Il aurait pu être une petite salamandre, une petite tarente, un petit gecko ou un petit lézard. Seulement il n’en était rien. Tous ces petits êtres étaient des porte-bonheur. Mais il savait que le bonheur n’avait de sens. Alors pourquoi le porter ? Lui ne pouvait supporter que la couleur. Et encore uniquement celle de l’invisible. Tel était le petit caméléon. Il ressemblait à tout le monde mais personne ne lui ressemblait. Il était petit et vieux à la fois. Il touchait les deux extrémités de la vie et à ce titre, il était doublement marginal pour la société. Cependant, il n’avait que faire de la société.

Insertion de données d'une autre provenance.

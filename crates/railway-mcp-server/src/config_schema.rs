//! Binary to output the JSON Schema for Railway MCP Server configuration files

// Most runtime code is unused by this binary
#![allow(unused_imports, dead_code)]

use anyhow::Context;
use schemars::schema_for;

mod runtime;

fn main() -> anyhow::Result<()> {
    println!(
        "{}",
        serde_json::to_string_pretty(&schema_for!(runtime::Config))
            .context("Failed to serialize the configuration schema")?
    );
    Ok(())
}
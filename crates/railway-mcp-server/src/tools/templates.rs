use crate::client::RailwayClient;
use crate::errors::RailwayError;
use crate::graphql::{JsonObject, Variables};
use crate::operations::{mutations, queries};
use crate::pagination::{Connection, nodes};
use schemars::JsonSchema;
use serde::{Deserialize, Serialize};
use serde_json::Value;

/// A template from the Railway Template Library
#[derive(Debug, Clone, Default, PartialEq, Deserialize, Serialize)]
#[serde(rename_all = "camelCase")]
pub struct Template {
    pub id: Option<String>,
    pub code: Option<String>,
    pub name: Option<String>,
    pub description: Option<String>,
    pub category: Option<String>,
    pub health: Option<Value>,
    pub active_projects: Option<i64>,
}

/// Input for the list_templates tool
#[derive(Debug, Deserialize, JsonSchema)]
pub struct ListTemplatesInput {
    /// Maximum number of templates to return
    #[serde(default = "defaults::templates_limit")]
    pub limit: u32,
}

#[derive(Deserialize)]
struct ListTemplatesData {
    templates: Option<Connection<Template>>,
}

pub async fn list_templates(
    client: &RailwayClient,
    input: ListTemplatesInput,
) -> Result<Vec<Template>, RailwayError> {
    let data: ListTemplatesData = queries::LIST_TEMPLATES
        .fetch(client, Variables::new().with("first", input.limit))
        .await?;

    Ok(nodes(data.templates))
}

/// Input for the get_template tool
#[derive(Debug, Deserialize, JsonSchema)]
pub struct GetTemplateInput {
    /// Template code, e.g. "redis" or "postgres"
    pub code: String,
}

/// A service deployed by a template
#[derive(Debug, Clone, Default, PartialEq, Deserialize, Serialize)]
pub struct TemplateService {
    pub name: Option<String>,
    pub icon: Option<String>,
}

/// A template along with the services it deploys
#[derive(Debug, Default, PartialEq, Deserialize, Serialize)]
pub struct TemplateDetails {
    #[serde(flatten)]
    pub template: Template,
    #[serde(default)]
    pub services: Option<Vec<TemplateService>>,
}

#[derive(Deserialize)]
struct GetTemplateData {
    template: Option<TemplateDetails>,
}

pub async fn get_template(
    client: &RailwayClient,
    input: GetTemplateInput,
) -> Result<TemplateDetails, RailwayError> {
    let data: GetTemplateData = queries::GET_TEMPLATE
        .fetch(client, Variables::new().with("code", input.code))
        .await?;
    let mut details = data.template.unwrap_or_default();
    details.services.get_or_insert_with(Vec::new);

    Ok(details)
}

/// Input for the deploy_template tool
#[derive(Debug, Deserialize, JsonSchema)]
pub struct DeployTemplateInput {
    /// The Railway project ID to deploy to
    pub project_id: String,
    /// The Railway environment ID to deploy to
    pub environment_id: String,
    /// Template code, e.g. "redis", "postgres" or "mysql"
    pub template_code: String,
    /// Optional list of service configurations
    #[serde(default)]
    pub services: Option<Vec<JsonObject>>,
}

/// The result of starting a template deployment
#[derive(Debug, PartialEq, Serialize)]
#[serde(rename_all = "camelCase")]
pub struct TemplateDeployment {
    pub project_id: Option<String>,
    pub workflow_id: Option<String>,
    pub template_code: String,
    pub message: String,
}

#[derive(Deserialize)]
#[serde(rename_all = "camelCase")]
struct DeployTemplateData {
    template_deploy: Option<DeployedTemplate>,
}

#[derive(Default, Deserialize)]
#[serde(rename_all = "camelCase")]
struct DeployedTemplate {
    project_id: Option<String>,
    workflow_id: Option<String>,
}

pub async fn deploy_template(
    client: &RailwayClient,
    input: DeployTemplateInput,
) -> Result<TemplateDeployment, RailwayError> {
    let services = input
        .services
        .filter(|services| !services.is_empty())
        .map(|services| services.into_iter().map(Value::Object).collect::<Vec<_>>());
    let variables = Variables::new()
        .with("projectId", input.project_id)
        .with("environmentId", input.environment_id)
        .with("templateCode", input.template_code.as_str())
        .with_optional("services", services);

    let data: DeployTemplateData = mutations::DEPLOY_TEMPLATE.fetch(client, variables).await?;
    let deployed = data.template_deploy.unwrap_or_default();

    Ok(TemplateDeployment {
        project_id: deployed.project_id,
        workflow_id: deployed.workflow_id,
        message: format!("Template '{}' deployment initiated", input.template_code),
        template_code: input.template_code,
    })
}

mod defaults {
    pub(super) const fn templates_limit() -> u32 {
        50
    }
}

#[cfg(test)]
mod tests {
    use super::*;
    use crate::client::test_support::{connected_client, mock_operation};
    use insta::assert_json_snapshot;
    use serde_json::json;

    #[test]
    fn list_templates_defaults_to_fifty() {
        let input: ListTemplatesInput = serde_json::from_value(json!({})).unwrap();

        assert_eq!(input.limit, 50);
    }

    #[tokio::test]
    async fn it_lists_templates() {
        let mut server = mockito::Server::new_async().await;
        let mock = mock_operation(
            &mut server,
            &queries::LIST_TEMPLATES,
            json!({ "first": 50 }),
            json!({
                "templates": {
                    "edges": [
                        {
                            "node": {
                                "id": "tpl_1",
                                "code": "redis",
                                "name": "Redis",
                                "description": "An in-memory data store",
                                "category": "Storage",
                                "health": 98,
                                "activeProjects": 1200
                            }
                        },
                        { "node": { "id": "tpl_2", "code": "postgres" } }
                    ]
                }
            }),
        )
        .await;
        let client = connected_client(&server).await;

        let templates = list_templates(&client, ListTemplatesInput { limit: 50 })
            .await
            .unwrap();

        mock.assert_async().await;
        assert_json_snapshot!(templates, @r#"
        [
          {
            "id": "tpl_1",
            "code": "redis",
            "name": "Redis",
            "description": "An in-memory data store",
            "category": "Storage",
            "health": 98,
            "activeProjects": 1200
          },
          {
            "id": "tpl_2",
            "code": "postgres",
            "name": null,
            "description": null,
            "category": null,
            "health": null,
            "activeProjects": null
          }
        ]
        "#);
    }

    #[tokio::test]
    async fn it_gets_a_template_with_services() {
        let mut server = mockito::Server::new_async().await;
        mock_operation(
            &mut server,
            &queries::GET_TEMPLATE,
            json!({ "code": "redis" }),
            json!({
                "template": {
                    "id": "tpl_1",
                    "code": "redis",
                    "name": "Redis",
                    "services": [{ "name": "redis", "icon": "https://devicons.railway.app/redis" }]
                }
            }),
        )
        .await;
        let client = connected_client(&server).await;

        let template = get_template(
            &client,
            GetTemplateInput {
                code: "redis".into(),
            },
        )
        .await
        .unwrap();

        assert_eq!(template.template.code.as_deref(), Some("redis"));
        assert_eq!(
            template.services,
            Some(vec![TemplateService {
                name: Some("redis".into()),
                icon: Some("https://devicons.railway.app/redis".into()),
            }])
        );
    }

    #[tokio::test]
    async fn missing_template_services_are_empty() {
        let mut server = mockito::Server::new_async().await;
        mock_operation(
            &mut server,
            &queries::GET_TEMPLATE,
            json!({ "code": "redis" }),
            json!({ "template": { "id": "tpl_1", "services": null } }),
        )
        .await;
        let client = connected_client(&server).await;

        let template = get_template(
            &client,
            GetTemplateInput {
                code: "redis".into(),
            },
        )
        .await
        .unwrap();

        assert_eq!(
            serde_json::to_value(&template).unwrap().get("services"),
            Some(&json!([]))
        );
    }

    #[tokio::test]
    async fn deploying_a_template_echoes_its_code() {
        let mut server = mockito::Server::new_async().await;
        let mock = mock_operation(
            &mut server,
            &mutations::DEPLOY_TEMPLATE,
            json!({ "projectId": "proj_1", "environmentId": "env_1", "templateCode": "redis" }),
            json!({ "templateDeploy": { "projectId": "proj_1", "workflowId": "wf_1" } }),
        )
        .await;
        let client = connected_client(&server).await;

        let deployment = deploy_template(
            &client,
            DeployTemplateInput {
                project_id: "proj_1".into(),
                environment_id: "env_1".into(),
                template_code: "redis".into(),
                services: Some(Vec::new()),
            },
        )
        .await
        .unwrap();

        mock.assert_async().await;
        assert_eq!(
            deployment,
            TemplateDeployment {
                project_id: Some("proj_1".into()),
                workflow_id: Some("wf_1".into()),
                template_code: "redis".into(),
                message: "Template 'redis' deployment initiated".into(),
            }
        );
    }

    #[tokio::test]
    async fn template_services_are_forwarded() {
        let mut server = mockito::Server::new_async().await;
        let mock = mock_operation(
            &mut server,
            &mutations::DEPLOY_TEMPLATE,
            json!({
                "projectId": "proj_1",
                "environmentId": "env_1",
                "templateCode": "postgres",
                "services": [{ "id": "svc_template_1", "name": "db" }]
            }),
            json!({ "templateDeploy": null }),
        )
        .await;
        let client = connected_client(&server).await;
        let service = json!({ "id": "svc_template_1", "name": "db" });

        let deployment = deploy_template(
            &client,
            DeployTemplateInput {
                project_id: "proj_1".into(),
                environment_id: "env_1".into(),
                template_code: "postgres".into(),
                services: service.as_object().cloned().map(|service| vec![service]),
            },
        )
        .await
        .unwrap();

        mock.assert_async().await;
        assert_eq!(deployment.project_id, None);
        assert_eq!(deployment.workflow_id, None);
    }
}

Il n’aimait que les hommes. Il ressemblait à un arlequin mais au fond, il avait plus du clown blanc. Il était né sans doute par hasard mais il était certain qu’il mourrait par nécessité. Sa nature était indispensable à la couleur comme un miroir l’était pour la lumière. Il ne regardait pas, il voyait. Il ne contemplait pas, il réfléchissait. Seul, pour les autres, pour les autres, seul. Il était inutile pour la société car il était rare. Il était rare car il était humain. Le petit caméléon ne savait pas que cette propriété était monstrueuse pour la société. Mais il savait qu’il aimait les petits monstres car ils étaient trop humains. Il ne pouvait savoir que la société ne pourrait le laisser grandir alors il se contentait d’être vieux à sa manière. Avec le temps de la sagesse, le petit caméléon comprit l’histoire du petit scarabée et il changea de couleur.